“Nominal Shocks and Real Exchange Rates: Evidence from Two Centuries,” with Pao-Lin Tien
This paper employs structural vector autoregression methods to examine the contribution of real and nominal shocks to real exchange rate movements using two hundred and seventeen years of data from Britain and the United States. Shocks are identified with long-run restrictions. The long time series makes possible an investigation of how the role of nominal shocks has evolved over time due to changes in the shock processes or to structural changes in the economy which might alter how a shock is transmitted to the real exchange rate. The sample is split at 1913, which is the end of the classical gold standard period, the last of the monetary regimes of the 19th century. The earlier subsample (1795-1913) shows a much stronger role for nominal shocks in explaining real exchange rate movements than the later subsample (1914-2010). Counterfactual analysis shows that the difference between the two periods is mainly due to the size of the nominal shocks rather than structural changes in the economy.

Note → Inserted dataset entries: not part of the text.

//! 订单服务领域模型
//!
//! - `enums`: 状态枚举
//! - `event`: 活动与库存投影
//! - `order`: 订单

mod enums;
mod event;
mod order;

pub use enums::{EventStatus, OrderStatus};
pub use event::{Event, EventInventory};
pub use order::Order;
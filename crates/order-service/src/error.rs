//! 订单服务错误类型
//!
//! `StoreError` 描述存储层故障，`OrderError` 是对调用方暴露的封闭错误集合。

use std::time::Duration;

use thiserror::Error;
use uuid::Uuid;

use crate::models::EventStatus;

/// PostgreSQL 中表示可重试并发冲突的 SQLSTATE
///
/// - 40001 serialization_failure
/// - 40P01 deadlock_detected
/// - 55P03 lock_not_available（lock_timeout / NOWAIT）
const CONFLICT_SQLSTATES: [&str; 3] = ["40001", "40P01", "55P03"];

/// 存储层错误
#[derive(Debug, Error)]
pub enum StoreError {
    #[error("数据库错误: {0}")]
    Database(sqlx::Error),

    #[error("并发冲突: {0}")]
    Conflict(String),

    #[error("事务超时: {}ms", .0.as_millis())]
    Timeout(Duration),

    #[error("存储不可用: {0}")]
    Unavailable(String),
}

impl StoreError {
    /// 是否为可通过重试整个事务解决的冲突
    pub fn is_conflict(&self) -> bool {
        matches!(self, Self::Conflict(_))
    }
}

impl From<sqlx::Error> for StoreError {
    fn from(err: sqlx::Error) -> Self {
        let conflict_code = err
            .as_database_error()
            .and_then(|db| db.code())
            .filter(|code| CONFLICT_SQLSTATES.contains(&code.as_ref()))
            .map(|code| code.into_owned());

        match conflict_code {
            Some(code) => Self::Conflict(format!("SQLSTATE {}: {}", code, err)),
            None => Self::Database(err),
        }
    }
}

/// 存储层 Result 类型别名
pub type StoreResult<T> = std::result::Result<T, StoreError>;

/// 订单服务错误类型
#[derive(Debug, Error)]
pub enum OrderError {
    // === 下单校验错误 ===
    #[error("订单数量无效: {0}，数量必须大于 0")]
    InvalidQuantity(i32),

    #[error("活动不存在: {0}")]
    EventNotFound(Uuid),

    #[error("活动 {event_id} 未开放售票 (status: {status})")]
    EventNotActive { event_id: Uuid, status: EventStatus },

    #[error("余票不足: 需要 {requested}, 剩余 {available}")]
    InsufficientTickets { requested: i32, available: i32 },

    // === 订单错误 ===
    #[error("订单不存在: {0}")]
    OrderNotFound(Uuid),

    #[error("参数校验失败: {0}")]
    Validation(String),

    // === 系统错误 ===
    #[error("订单创建失败: {0}")]
    OrderCreationFailed(#[source] StoreError),

    #[error("存储错误: {0}")]
    Storage(#[from] StoreError),
}

/// 订单服务 Result 类型别名
pub type Result<T> = std::result::Result<T, OrderError>;

impl OrderError {
    /// 只有事务冲突值得整体重试，业务拒绝和其他存储故障都直接返回
    pub fn is_retryable(&self) -> bool {
        matches!(self, Self::OrderCreationFailed(e) if e.is_conflict())
    }

    /// 检查是否为业务错误（非系统错误）
    pub fn is_business_error(&self) -> bool {
        !matches!(self, Self::OrderCreationFailed(_) | Self::Storage(_))
    }

    /// 获取错误码（用于 API 响应）
    pub fn error_code(&self) -> &'static str {
        match self {
            Self::InvalidQuantity(_) => "INVALID_QUANTITY",
            Self::EventNotFound(_) => "EVENT_NOT_FOUND",
            Self::EventNotActive { .. } => "EVENT_NOT_ACTIVE",
            Self::InsufficientTickets { .. } => "INSUFFICIENT_TICKETS",
            Self::OrderNotFound(_) => "ORDER_NOT_FOUND",
            Self::Validation(_) => "VALIDATION_ERROR",
            Self::OrderCreationFailed(_) => "ORDER_CREATION_ERROR",
            Self::Storage(_) => "DATABASE_ERROR",
        }
    }
}
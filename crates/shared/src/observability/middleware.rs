//! HTTP 中间件
//!
//! 提供请求追踪、请求 ID 与指标收集的中间件。

use std::time::Instant;

use axum::{
    extract::{MatchedPath, Request},
    http::HeaderValue,
    middleware::Next,
    response::Response,
};
use tracing::{Instrument, info_span};

use super::metrics;

/// HTTP 请求追踪和指标中间件
///
/// 为每个请求创建追踪 span 并记录指标。指标标签优先使用路由模板，
/// 避免 `/orders/{id}` 按具体 ID 产生无限多的时间序列。
///
/// # Example
///
/// ```ignore
/// use axum::{Router, middleware};
/// use ticketing_shared::observability::middleware::http_tracing;
///
/// let app = Router::new()
///     .route("/health", get(health))
///     .layer(middleware::from_fn(http_tracing));
/// ```
pub async fn http_tracing(request: Request, next: Next) -> Response {
    let method = request.method().to_string();
    let uri = request.uri().path().to_string();
    let route = request
        .extensions()
        .get::<MatchedPath>()
        .map(|p| p.as_str().to_string())
        .unwrap_or_else(|| uri.clone());
    let request_id = request
        .extensions()
        .get::<RequestId>()
        .map(|id| id.as_str().to_string())
        .unwrap_or_default();

    let span = info_span!(
        "http_request",
        method = %method,
        uri = %uri,
        request_id = %request_id,
        status = tracing::field::Empty,
        latency_ms = tracing::field::Empty,
    );

    let start = Instant::now();
    let response = next.run(request).instrument(span.clone()).await;

    let latency = start.elapsed();
    let status = response.status().as_u16();

    span.record("status", status);
    span.record("latency_ms", latency.as_millis() as i64);

    metrics::record_http_request(&method, &route, status, latency.as_secs_f64());

    response
}

/// 请求 ID 中间件
///
/// 沿用上游传入的 x-request-id，没有则生成新的，并回写到响应头。
pub async fn request_id(mut request: Request, next: Next) -> Response {
    let request_id = request
        .headers()
        .get("x-request-id")
        .and_then(|v| v.to_str().ok())
        .map(String::from)
        .unwrap_or_else(|| uuid::Uuid::new_v4().to_string());

    request.extensions_mut().insert(RequestId(request_id.clone()));

    let mut response = next.run(request).await;

    if let Ok(value) = HeaderValue::from_str(&request_id) {
        response.headers_mut().insert("x-request-id", value);
    }

    response
}

/// 请求 ID 包装类型
#[derive(Clone, Debug)]
pub struct RequestId(pub String);

impl RequestId {
    pub fn as_str(&self) -> &str {
        &self.0
    }
}
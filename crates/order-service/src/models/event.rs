//! 活动模型
//!
//! 活动由外部的活动管理流程维护，订单服务只读取，并在下单事务中扣减余票。

use chrono::{DateTime, Utc};
use rust_decimal::Decimal;
use serde::{Deserialize, Serialize};
use uuid::Uuid;

use super::EventStatus;
use crate::error::OrderError;

/// 活动完整信息（展示读路径）
#[derive(Debug, Clone, PartialEq, Serialize, Deserialize, sqlx::FromRow)]
#[serde(rename_all = "camelCase")]
pub struct Event {
    pub id: Uuid,
    pub venue_id: Uuid,
    pub organizer_id: Uuid,
    pub title: String,
    pub description: Option<String>,
    pub event_date: DateTime<Utc>,
    pub ticket_price: Decimal,
    pub available_tickets: i32,
    pub total_tickets: i32,
    pub status: EventStatus,
    pub created_at: DateTime<Utc>,
    pub updated_at: DateTime<Utc>,
}

impl Event {
    /// 下单事务关心的字段投影
    pub fn inventory(&self) -> EventInventory {
        EventInventory {
            id: self.id,
            title: self.title.clone(),
            ticket_price: self.ticket_price,
            available_tickets: self.available_tickets,
            total_tickets: self.total_tickets,
            status: self.status,
        }
    }
}

/// 事务内读取的活动库存投影
#[derive(Debug, Clone, PartialEq, sqlx::FromRow)]
pub struct EventInventory {
    pub id: Uuid,
    pub title: String,
    pub ticket_price: Decimal,
    pub available_tickets: i32,
    pub total_tickets: i32,
    pub status: EventStatus,
}

impl EventInventory {
    /// 校验活动能否售出 quantity 张票
    ///
    /// 先看状态再看余票：已取消的活动无论余票多少都返回 EventNotActive
    pub fn ensure_reservable(&self, quantity: i32) -> Result<(), OrderError> {
        if self.status != EventStatus::Active {
            return Err(OrderError::EventNotActive {
                event_id: self.id,
                status: self.status,
            });
        }

        if self.available_tickets < quantity {
            return Err(OrderError::InsufficientTickets {
                requested: quantity,
                available: self.available_tickets,
            });
        }

        Ok(())
    }

    /// 订单总价 = 单价 × 数量，十进制精确计算
    pub fn total_for(&self, quantity: i32) -> Decimal {
        self.ticket_price * Decimal::from(quantity)
    }
}
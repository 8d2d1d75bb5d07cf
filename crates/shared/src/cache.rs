//! Redis 缓存管理模块
//!
//! 提供 Redis 连接管理和 cache-aside 读路径所需的缓存操作封装。
//! 缓存只服务于展示类读请求，库存校验必须直接读数据库。

use crate::config::RedisConfig;
use crate::error::{InfraError, Result};
use redis::aio::MultiplexedConnection;
use redis::{AsyncCommands, Client};
use serde::{Serialize, de::DeserializeOwned};
use std::time::Duration;
use tracing::{debug, info, instrument};

/// Redis 缓存客户端
#[derive(Clone)]
pub struct Cache {
    client: Client,
    default_ttl: Duration,
}

impl Cache {
    /// 创建 Redis 客户端
    pub fn new(config: &RedisConfig) -> Result<Self> {
        let client = Client::open(config.url.as_str())?;
        info!(ttl_secs = config.cache_ttl_seconds, "Redis client created");
        Ok(Self {
            client,
            default_ttl: config.cache_ttl(),
        })
    }

    /// 获取连接
    async fn get_conn(&self) -> Result<MultiplexedConnection> {
        self.client
            .get_multiplexed_async_connection()
            .await
            .map_err(InfraError::from)
    }

    /// 默认过期时间
    pub fn default_ttl(&self) -> Duration {
        self.default_ttl
    }

    /// 健康检查
    pub async fn health_check(&self) -> Result<()> {
        let mut conn = self.get_conn().await?;
        redis::cmd("PING")
            .query_async::<String>(&mut conn)
            .await
            .map(|_| ())
            .map_err(InfraError::from)
    }

    /// 获取值
    #[instrument(skip(self))]
    pub async fn get<T: DeserializeOwned>(&self, key: &str) -> Result<Option<T>> {
        let mut conn = self.get_conn().await?;
        let value: Option<String> = conn.get(key).await?;

        match value {
            Some(v) => {
                debug!(key, "cache hit");
                Ok(Some(serde_json::from_str(&v)?))
            }
            None => {
                debug!(key, "cache miss");
                Ok(None)
            }
        }
    }

    /// 设置值
    #[instrument(skip(self, value))]
    pub async fn set<T: Serialize>(&self, key: &str, value: &T, ttl: Duration) -> Result<()> {
        let mut conn = self.get_conn().await?;
        let serialized = serde_json::to_string(value)?;

        let _: () = conn.set_ex(key, serialized, ttl.as_secs()).await?;
        Ok(())
    }

    /// 删除值
    #[instrument(skip(self))]
    pub async fn delete(&self, key: &str) -> Result<()> {
        let mut conn = self.get_conn().await?;
        let _: () = conn.del(key).await?;
        Ok(())
    }
}

/// 缓存键生成器
pub struct CacheKey;

impl CacheKey {
    pub fn event_detail(event_id: &str) -> String {
        format!("event:detail:{}", event_id)
    }
}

“Current Account Reversals and Structural Change in Developing and Industrialized Countries,” with David R. Hineline
This paper examines the compositional changes that occur in economies experiencing current account reversals using sectoral-level data on output and employment growth around 55 reversal episodes. The experiences of developing and industrialized countries are compared, and the role of currency crises is also examined. Labor market adjustments following reversals is developing countries is shown to differ from that of industrialized economies. The possibility that this difference is related to labor market informality is briefly examined.
This paper incorporates a search-and-matching model of the labor market into a “New Open Economy Macroeconomics” framework. This allows for an examination of the behavior of tradable and nontradable sector unemployment rates under alternative monetary rules. An examination of dynamics in response to shocks to productivity, world prices and interest rates, and foreign demand suggests that monetary rules that respond to prices of domestic output rather than consumer prices may be better able to stabilize unemployment.